Manuka honey

Does manuka honey have any health benefits?

There’s been a lot of buzz around manuka honey in recent years, mostly because of its reported health and medicinal properties. But are the benefits of manuka honey backed by science? It seems they might be.

What makes manuka honey special?

Manuka honey comes from New Zealand and Australia and is made by honey bees that pollinate the flowers of manuka trees.

It’s believed that most types of honey possess some bacteria-killing properties. That’s because honey contains hydrogen peroxide, a compound that’s commonly used as an antiseptic.

What makes manuka honey different? Scientists have discovered high levels of another chemical called methylglyoxal (MGO) in manuka honey. MGO has specific antimicrobial, antibacterial, and antioxidant properties – making manuka honey especially effective compared to other types of honey.

Thanks to these properties, manuka honey is used to help heal wounds, soothe sore throats, reduce inflammation and improve digestive issues.

What is manuka honey good for?

Research suggests that manuka honey may have the following benefits:

Wound healing

Studies have found that the antibacterial and anti-inflammatory properties of manuka honey may make it effective in improving wound healing, providing pain relief for burns, and decreasing inflammation.

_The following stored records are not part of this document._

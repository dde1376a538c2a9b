//! Core types for the mysqlite driver.
//!
//! This crate provides the data model shared by the engine binding and the
//! MySQL-API emulation layer:
//!
//! - `Value` for the scalar values an engine row can hold
//! - `Row` and `ColumnInfo` for one raw result row and its column metadata
//! - `ResultSet` for everything a single statement execution produced
//! - `Error` for the driver's error taxonomy

pub mod error;
pub mod row;
pub mod value;

pub use error::{
    ArityBound, ArityError, ConnectionError, ConnectionErrorKind, Error, QueryError,
    QueryErrorKind, Result, StateError, TypeError,
};
pub use row::{ColumnInfo, FromValue, ResultSet, Row};
pub use value::{Value, format_float};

Any honey used to treat wounds should be medical-grade, with all impurities removed. Don’t apply honey to wounds at home – this should always be done in a medical setting.

Better oral hygiene

Unlike other sugary foods or sweets, manuka honey doesn’t cause tooth decay. In fact, its powerful antibacterial properties may help reduce the growth of oral bacteria associated with plaque formation, gum inflammation, and tooth decay.

Easing stomach ulcers and IBS

A review of the health benefits of manuka honey found that when consumed, it may slow down the growth of a type of bacteria that can cause gastric ulcers.

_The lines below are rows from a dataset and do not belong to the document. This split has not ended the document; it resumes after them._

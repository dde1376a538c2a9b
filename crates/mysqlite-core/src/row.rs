//! Raw result rows and the result sets that carry them.

use crate::Result;
use crate::error::{Error, TypeError};
use crate::value::Value;
use std::collections::HashMap;
use std::sync::Arc;

/// Column metadata shared across all rows in a result set.
///
/// Wrapped in `Arc` so every row of one statement shares a single copy.
#[derive(Debug, Clone, Default)]
pub struct ColumnInfo {
    /// Column names in order, duplicates allowed
    names: Vec<String>,
    /// Declared column types as reported by the engine
    decl_types: Vec<Option<String>>,
    /// Name -> index of the last column carrying that name
    name_to_index: HashMap<String, usize>,
}

impl ColumnInfo {
    /// Create new column info from a list of column names.
    pub fn new(names: Vec<String>) -> Self {
        let decl_types = vec![None; names.len()];
        Self::with_decl_types(names, decl_types)
    }

    /// Create column info carrying the declared type of each column.
    ///
    /// Missing trailing declared types are treated as unknown.
    pub fn with_decl_types(names: Vec<String>, mut decl_types: Vec<Option<String>>) -> Self {
        decl_types.resize(names.len(), None);
        let name_to_index = names
            .iter()
            .enumerate()
            .map(|(i, name)| (name.clone(), i))
            .collect();
        Self {
            names,
            decl_types,
            name_to_index,
        }
    }

    /// Get the number of columns.
    pub fn len(&self) -> usize {
        self.names.len()
    }

    /// Check if there are no columns.
    pub fn is_empty(&self) -> bool {
        self.names.is_empty()
    }

    /// Index of the last column with this name.
    pub fn index_of(&self, name: &str) -> Option<usize> {
        self.name_to_index.get(name).copied()
    }

    /// Get the name of a column by index.
    pub fn name_at(&self, index: usize) -> Option<&str> {
        self.names.get(index).map(String::as_str)
    }

    /// Declared type of a column, `None` for expressions and unknown columns.
    pub fn decl_type_at(&self, index: usize) -> Option<&str> {
        self.decl_types.get(index).and_then(Option::as_deref)
    }

    /// Check if a column exists.
    pub fn contains(&self, name: &str) -> bool {
        self.name_to_index.contains_key(name)
    }

    /// Get all column names.
    pub fn names(&self) -> &[String] {
        &self.names
    }
}

/// A single row returned by the engine, before any fetch-mode shaping.
#[derive(Debug, Clone)]
pub struct Row {
    values: Vec<Value>,
    columns: Arc<ColumnInfo>,
}

impl Row {
    /// Create a new row with its own column metadata.
    ///
    /// For multiple rows from the same result set, prefer `with_columns`.
    pub fn new(column_names: Vec<String>, values: Vec<Value>) -> Self {
        let columns = Arc::new(ColumnInfo::new(column_names));
        Self { values, columns }
    }

    /// Create a new row with shared column metadata.
    pub fn with_columns(columns: Arc<ColumnInfo>, values: Vec<Value>) -> Self {
        Self { values, columns }
    }

    /// Get the shared column metadata.
    pub fn column_info(&self) -> Arc<ColumnInfo> {
        Arc::clone(&self.columns)
    }

    /// Get the number of columns in this row.
    pub fn len(&self) -> usize {
        self.values.len()
    }

    /// Check if this row is empty.
    pub fn is_empty(&self) -> bool {
        self.values.is_empty()
    }

    /// Get a value by column index.
    pub fn get(&self, index: usize) -> Option<&Value> {
        self.values.get(index)
    }

    /// Get a value by column name; with duplicate names the last column wins.
    pub fn get_by_name(&self, name: &str) -> Option<&Value> {
        self.columns.index_of(name).and_then(|i| self.values.get(i))
    }

    /// Get a typed value by column index.
    pub fn get_as<T: FromValue>(&self, index: usize) -> Result<T> {
        let value = self.get(index).ok_or_else(|| {
            Error::Type(TypeError::new(
                None,
                format!(
                    "column index {} out of bounds (row has {} columns)",
                    index,
                    self.len()
                ),
            ))
        })?;
        T::from_value(value)
    }

    /// Get a typed value by column name.
    pub fn get_named<T: FromValue>(&self, name: &str) -> Result<T> {
        let value = self.get_by_name(name).ok_or_else(|| {
            Error::Type(TypeError::new(None, format!("column '{}' not found", name)))
        })?;
        T::from_value(value)
    }

    /// Get all column names.
    pub fn column_names(&self) -> impl Iterator<Item = &str> {
        self.columns.names().iter().map(String::as_str)
    }

    /// Iterate over all values.
    pub fn values(&self) -> impl Iterator<Item = &Value> {
        self.values.iter()
    }

    /// Consume the row, returning its values in column order.
    pub fn into_values(self) -> Vec<Value> {
        self.values
    }

    /// Iterate over (column_name, value) pairs in column order.
    pub fn iter(&self) -> impl Iterator<Item = (&str, &Value)> {
        self.columns
            .names()
            .iter()
            .map(String::as_str)
            .zip(self.values.iter())
    }
}

/// Everything one statement execution produced.
#[derive(Debug, Clone, Default)]
pub struct ResultSet {
    pub columns: Arc<ColumnInfo>,
    pub rows: Vec<Row>,
    /// Rows inserted, updated or deleted; 0 for queries and DDL
    pub changes: u64,
}

impl ResultSet {
    /// Number of columns, known even when no rows came back.
    pub fn column_count(&self) -> usize {
        self.columns.len()
    }
}

/// Trait for converting from a `Value` to a typed value.
pub trait FromValue: Sized {
    /// Convert from a Value, returning an error if the conversion fails.
    fn from_value(value: &Value) -> Result<Self>;
}

fn mismatch(expected: &str, value: &Value) -> Error {
    Error::Type(TypeError::new(
        None,
        format!("expected {}, found {}", expected, value.type_name()),
    ))
}

impl FromValue for bool {
    fn from_value(value: &Value) -> Result<Self> {
        value.as_bool().ok_or_else(|| mismatch("bool", value))
    }
}

impl FromValue for i64 {
    fn from_value(value: &Value) -> Result<Self> {
        value.as_i64().ok_or_else(|| mismatch("int", value))
    }
}

impl FromValue for f64 {
    fn from_value(value: &Value) -> Result<Self> {
        value.as_f64().ok_or_else(|| mismatch("float", value))
    }
}

impl FromValue for String {
    fn from_value(value: &Value) -> Result<Self> {
        value.to_text().ok_or_else(|| mismatch("string", value))
    }
}

impl FromValue for Value {
    fn from_value(value: &Value) -> Result<Self> {
        Ok(value.clone())
    }
}

impl<T: FromValue> FromValue for Option<T> {
    fn from_value(value: &Value) -> Result<Self> {
        if value.is_null() {
            Ok(None)
        } else {
            T::from_value(value).map(Some)
        }
    }
}

#[cfg(test)]
mod tests {
    use super::*;

    fn sample() -> Row {
        Row::new(
            vec!["id".into(), "name".into(), "id".into()],
            vec![Value::Int(1), Value::from("alice"), Value::Int(9)],
        )
    }

    #[test]
    fn test_duplicate_names_resolve_to_last() {
        let row = sample();
        assert_eq!(row.get_by_name("id"), Some(&Value::Int(9)));
        assert_eq!(row.column_info().index_of("id"), Some(2));
        assert_eq!(row.len(), 3);
    }

    #[test]
    fn test_typed_access() {
        let row = sample();
        assert_eq!(row.get_as::<i64>(0).unwrap(), 1);
        assert_eq!(row.get_named::<String>("name").unwrap(), "alice");
        assert!(row.get_as::<i64>(5).is_err());
        assert!(row.get_named::<i64>("missing").is_err());
    }

    #[test]
    fn test_option_from_null() {
        let row = Row::new(vec!["x".into()], vec![Value::Null]);
        assert_eq!(row.get_as::<Option<i64>>(0).unwrap(), None);
    }

    #[test]
    fn test_iter_pairs_in_order() {
        let row = sample();
        let names: Vec<&str> = row.iter().map(|(n, _)| n).collect();
        assert_eq!(names, vec!["id", "name", "id"]);
    }

    #[test]
    fn test_decl_types() {
        let info = ColumnInfo::with_decl_types(
            vec!["a".into(), "b".into()],
            vec![Some("INTEGER".into())],
        );
        assert_eq!(info.decl_type_at(0), Some("INTEGER"));
        assert_eq!(info.decl_type_at(1), None);
        assert_eq!(info.decl_type_at(7), None);
    }
}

Due to its antioxidant properties, manuka honey may also help reduce inflammation in bowel diseases such as ulcerative colitis and irritable bowel syndrome (IBS). Evidence of this has been found in rats but human studies need to be done to prove it is effective in people too.

Soothing sore throats

Studies show that manuka honey may decrease the type of bacteria responsible for causing a sore throat. It also helps reduce inflammation and coats the throat, so it feels less painful.

Is manuka honey safe to use?
Manuka honey is safe for most people to consume – have 1 to 2 tablespoons each day to experience any reported benefits. You should not have more than 2 tablespoons of manuka honey a day, as it is high in sugar.

If you’re diabetic or are allergic to bees, speak to your doctor about taking manuka, honey. Children under the age of 1 should not have a honey of any kind.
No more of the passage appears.